Between training and inference, lies a growing class of AI problems that involve fast optimization of a pre-trained model for a specific inference task. Like System-2 in the "thinking fast and slow" model of cognitive processing, these are not pure “feed-forward” inference problems applied to a pre-trained model, because they involve some non-trivial inference-time optimization beyond what the model was trained for; neither are they training problems, because they focus on a specific input. These compute-heavy inference workflows raise new challenges in machine learning and open opportunities for new types of user experiences and use cases. In this talk, I describe flavors of the new workflows in the context of text-to-image generative models including recent work on Image Editing and teaching models to count. I will also briefly discuss the generation of rare classes, and future directions.
Thin structures such as vessels or pipelines pose challenges due to discontinuities, bifurcations, sparse 3D data, and low contrast.
ThinGAT tackles fine-scale segmentation using a lightweight graph neural network with a modified attention mechanism and edge smoothness loss, preserving continuity and achieving state-of-the-art accuracy on medical benchmarks with only 961K parameters.
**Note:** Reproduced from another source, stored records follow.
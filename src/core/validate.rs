use crate::config::layout::ReconLayout;
use crate::domain::ports::CellGrid;
use crate::domain::sheet::Workbook;
use crate::utils::error::{ReconError, Result};

/// Checks that both sheets named by the layout exist and declare a
/// non-empty range. Presence of both is checked before emptiness, and the
/// reference sheet before the truth sheet.
pub fn check_workbook(workbook: &Workbook, layout: &ReconLayout) -> Result<()> {
    let reference_name = &layout.reference.sheet;
    let truth_name = &layout.truth.sheet;

    let (reference, truth) = match (workbook.sheet(reference_name), workbook.sheet(truth_name)) {
        (Some(reference), Some(truth)) => (reference, truth),
        (None, _) => {
            return Err(ReconError::MissingSheet {
                sheet: reference_name.clone(),
            })
        }
        (_, None) => {
            return Err(ReconError::MissingSheet {
                sheet: truth_name.clone(),
            })
        }
    };

    if reference.occupied_range().is_none() {
        return Err(ReconError::EmptySheet {
            sheet: reference_name.clone(),
        });
    }
    if truth.occupied_range().is_none() {
        return Err(ReconError::EmptySheet {
            sheet: truth_name.clone(),
        });
    }
    Ok(())
}

/// Upload hook: true when the workbook can be reconciled under `layout`.
pub fn validate(workbook: &Workbook, layout: &ReconLayout) -> bool {
    match check_workbook(workbook, layout) {
        Ok(()) => true,
        Err(e) => {
            tracing::error!("Workbook rejected: {}", e);
            false
        }
    }
}
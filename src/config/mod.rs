#[cfg(feature = "cli")]
pub mod cli;
pub mod layout;

use crate::domain::ports::{ConfigProvider, OutputFormat};
use crate::utils::error::Result;
use crate::utils::validation::{validate_source, Validate};
use layout::ReconLayout;

/// Fully resolved settings for one reconciliation run.
#[derive(Debug, Clone)]
pub struct RunConfig {
    pub workbook: String,
    pub layout: ReconLayout,
    pub format: OutputFormat,
}

impl RunConfig {
    pub fn new(workbook: impl Into<String>) -> Self {
        Self {
            workbook: workbook.into(),
            layout: ReconLayout::default(),
            format: OutputFormat::default(),
        }
    }

    pub fn with_layout(mut self, layout: ReconLayout) -> Self {
        self.layout = layout;
        self
    }

    pub fn with_format(mut self, format: OutputFormat) -> Self {
        self.format = format;
        self
    }
}

impl ConfigProvider for RunConfig {
    fn workbook_source(&self) -> &str {
        &self.workbook
    }

    fn layout(&self) -> &ReconLayout {
        &self.layout
    }

    fn output_format(&self) -> OutputFormat {
        self.format
    }
}

impl Validate for RunConfig {
    fn validate(&self) -> Result<()> {
        validate_source("workbook", &self.workbook)?;
        self.layout.validate()
    }
}
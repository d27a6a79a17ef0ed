use crate::config::layout::ReconLayout;
use crate::core::analyze::analyze_workbook;
use crate::domain::model::ReconReport;
use crate::domain::sheet::Workbook;
use crate::utils::error::Result;

/// Holds the report of the most recent upload.
///
/// A new upload always drops the previous report first, so a rejected upload
/// leaves the session empty rather than showing stale results.
#[derive(Debug, Default)]
pub struct ReconSession {
    layout: ReconLayout,
    current: Option<ReconReport>,
}

impl ReconSession {
    pub fn new(layout: ReconLayout) -> Self {
        Self {
            layout,
            current: None,
        }
    }

    pub fn upload(&mut self, workbook: &Workbook) -> Result<&ReconReport> {
        self.current = None;
        let report = analyze_workbook(workbook, &self.layout)?;
        Ok(self.current.insert(report))
    }

    pub fn current(&self) -> Option<&ReconReport> {
        self.current.as_ref()
    }

    pub fn reset(&mut self) {
        if self.current.take().is_some() {
            tracing::debug!("Session reset, report discarded");
        }
    }

    pub fn layout(&self) -> &ReconLayout {
        &self.layout
    }
}

#[cfg(test)]
mod tests {
    use super::*;
    use crate::domain::sheet::Sheet;

    fn workbook(room: &str) -> Workbook {
        let reference = Sheet::from_rows(
            "原端口",
            1,
            &[
                &["表头"],
                &["表头"],
                &["", "", room, "", "S1", "P1", "在用", "L1"],
                &["", "", room, "", "S1", "P2", "空闲", ""],
            ],
        );
        let truth = Sheet::from_rows(
            "导出表",
            1,
            &[&["表头"], &[room, "S1", "P1", "", "L1"], &[room, "S1", "P2"]],
        );
        Workbook::new().with_sheet(reference).with_sheet(truth)
    }

    #[test]
    fn upload_replaces_and_reset_clears() {
        let mut session = ReconSession::default();
        assert!(session.current().is_none());

        session.upload(&workbook("R1")).unwrap();
        assert_eq!(session.current().unwrap().rooms[0].room_name(), "R1");

        session.upload(&workbook("R2")).unwrap();
        assert_eq!(session.current().unwrap().rooms.len(), 1);
        assert_eq!(session.current().unwrap().rooms[0].room_name(), "R2");

        session.reset();
        assert!(session.current().is_none());
    }

    #[test]
    fn failed_upload_leaves_no_report() {
        let mut session = ReconSession::default();
        session.upload(&workbook("R1")).unwrap();

        let broken = Workbook::new().with_sheet(Sheet::new("原端口"));
        assert!(session.upload(&broken).is_err());
        assert!(session.current().is_none());
    }
}
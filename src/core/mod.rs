pub mod analyze;
pub mod engine;
pub mod parser;
pub mod reconcile;
pub mod report;
pub mod session;
pub mod validate;

pub use crate::domain::model::{Hierarchy, ReconReport, Reconciliation, RoomOutcome, RoomReport};
pub use crate::domain::ports::{CellGrid, ConfigProvider, OutputFormat, Pipeline, Storage};
pub use crate::utils::error::Result;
For reconstruction, we propose a sliding-box depth projection approach: local orthographic projections from multiple views enable precise recovery of thin geometry. Local reconstructions are fused into coherent 3D models, demonstrated on pulmonary artery CT data and industrial pipeline scans.
Together, these methods deliver compact, accurate, and generalizable solutions for thin structure segmentation and 3D reconstruction across medical and industrial domains.
With millions of pre-trained models now available online, including Implicit Neural Representations (INRs) and Neural Radiance Fields (NeRFs), neural network weights have emerged as a rich new data modality. This talk explores treating these weights as structured data objects with inherent symmetries that can be exploited for learning. We present architectures that process weight spaces while preserving these symmetries, including our equivariant architectures for multilayer perceptron weights (ICML 2023) and Graph Metanetworks (GMN) (ICLR 2024), which extend this approach to diverse network architectures. We also discuss recent work on learning with Low-Rank Adaptations (LoRA) and processing neural gradients. This research enables novel approaches for analyzing and modifying neural networks, with applications spanning from INR manipulation and generation to weight pruning and model editing.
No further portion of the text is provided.